**Brief**:
Below are the records; give again exactly the line with "also sends close_notify.", the line with "let server_name = ServerName::try_from(domain.to_string())", and each line that lies between them, and nothing besides.

[Records from a dataset]
· · ·

//! Application configuration and constants.
//!
//! This module provides:
//! - Configuration constants (timeouts, limits, etc.)
//! - Security header names matched by the HTML analyzer
//! - The library `Config` struct and its validation

mod constants;
mod headers;
mod types;

// Re-export all constants
pub use constants::*;
pub use headers::*;
pub use types::{
    Config, ConfigValidationError, DuplicatePolicy, LogFormat, LogLevel, WhitelistPolicy,
};
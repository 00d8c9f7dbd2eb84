//! TLS certificate inspection.
//!
//! Opens a dedicated TCP + TLS connection to port 443 of a domain, separate from
//! the page fetch, and reads the leaf certificate the server presents:
//! - Issuer distinguished name
//! - Validity period (not before / not after)
//! - Whether "now" lies inside that period
//!
//! The handshake accepts any certificate (see `verifier`), so expired and
//! self-signed certificates are reported instead of failing the handshake.
//! Uses `tokio-rustls` for the connection and `x509-parser` for parsing.

mod extract;
mod verifier;

use std::sync::Arc;
use std::time::Duration;

use anyhow::{anyhow, Result};
use chrono::{DateTime, Utc};
use log::{debug, warn};
use rustls::crypto::{ring::default_provider, CryptoProvider};
use rustls::pki_types::ServerName;
use serde::Serialize;
use tokio::io::AsyncWriteExt;
use tokio::net::TcpStream;
use tokio_rustls::rustls::ClientConfig;
use tokio_rustls::TlsConnector;

use crate::config::{TCP_CONNECT_TIMEOUT_SECS, TLS_HANDSHAKE_TIMEOUT_SECS, TLS_PORT};

use verifier::InspectOnlyVerifier;

/// Leaf certificate metadata.
#[derive(Debug, Clone, PartialEq, Eq, Serialize)]
pub struct SslInfo {
    /// Issuer distinguished name
    pub issuer: String,
    /// Start of the validity window
    pub valid_from: DateTime<Utc>,
    /// End of the validity window
    pub valid_to: DateTime<Utc>,
    /// Whether the inspection time lies inside the validity window
    pub is_valid: bool,
}

/// Retrieves leaf certificate information for `domain` on port 443.
///
/// # Errors
///
/// Returns an error if:
/// - The domain is not a valid TLS server name
/// - TCP connection fails or times out
/// - TLS handshake fails or times out
/// - The server presents no certificate or it cannot be parsed
pub async fn get_ssl_certificate_info(domain: &str) -> Result<SslInfo> {
    inspect_certificate(domain, TLS_PORT).await
}

/// Certificate inspection against an arbitrary port.
///
/// The TCP socket is owned by the TLS stream for the whole function, so it is
/// closed on every return path; the success path also sends close_notify.
pub(crate) async fn inspect_certificate(domain: &str, port: u16) -> Result<SslInfo> {
    debug!("Attempting to get SSL info for domain: {domain}");

    let server_name = ServerName::try_from(domain.to_string())
        .map_err(|e| anyhow!("Invalid domain name {domain}: {e}"))?;

    let sock = match tokio::time::timeout(
        Duration::from_secs(TCP_CONNECT_TIMEOUT_SECS),
        TcpStream::connect((domain, port)),
    )
    .await
    {
        Ok(Ok(sock)) => sock,
        Ok(Err(e)) => {
            warn!("Failed to connect to {domain}:{port} - {e}");
            return Err(anyhow!("Failed to connect to {domain}:{port}: {e}"));
        }
        Err(_) => {
            return Err(anyhow!(
                "TCP connection timeout for {domain}:{port} ({TCP_CONNECT_TIMEOUT_SECS}s)"
            ));
        }
    };

    let connector = TlsConnector::from(Arc::new(inspection_config()?));
    let mut tls_stream = match tokio::time::timeout(
        Duration::from_secs(TLS_HANDSHAKE_TIMEOUT_SECS),
        connector.connect(server_name, sock),
    )
    .await
    {
        Ok(Ok(stream)) => stream,
        Ok(Err(e)) => {
            warn!("TLS handshake failed for {domain}: {e}");
            return Err(anyhow!("TLS handshake failed for {domain}: {e}"));
        }
        Err(_) => {
            return Err(anyhow!(
                "TLS handshake timeout for {domain} ({TLS_HANDSHAKE_TIMEOUT_SECS}s)"
            ));
        }
    };

    let info = tls_stream
        .get_ref()
        .1
        .peer_certificates()
        .and_then(|certs| certs.first())
        .ok_or_else(|| anyhow!("{domain} presented no certificate"))
        .and_then(|leaf| extract::certificate_info(leaf.as_ref(), Utc::now()));

    if let Err(e) = tls_stream.shutdown().await {
        debug!("TLS shutdown for {domain} failed: {e}");
    }

    let info = info?;
    debug!("SSL: Issuer={}, Valid={} for {domain}", info.issuer, info.is_valid);
    Ok(info)
}

fn inspection_config() -> Result<ClientConfig> {
    let provider = CryptoProvider::get_default()
        .cloned()
        .unwrap_or_else(|| Arc::new(default_provider()));
    let config = ClientConfig::builder_with_provider(Arc::clone(&provider))
        .with_safe_default_protocol_versions()?
        .dangerous()
        .with_custom_certificate_verifier(Arc::new(InspectOnlyVerifier::new(provider)))
        .with_no_client_auth();
    Ok(config)
}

· · ·

**Answer area**:
/// closed on every return path; the success path also sends close_notify.
pub(crate) async fn inspect_certificate(domain: &str, port: u16) -> Result<SslInfo> {
    debug!("Attempting to get SSL info for domain: {domain}");

    let server_name = ServerName::try_from(domain.to_string())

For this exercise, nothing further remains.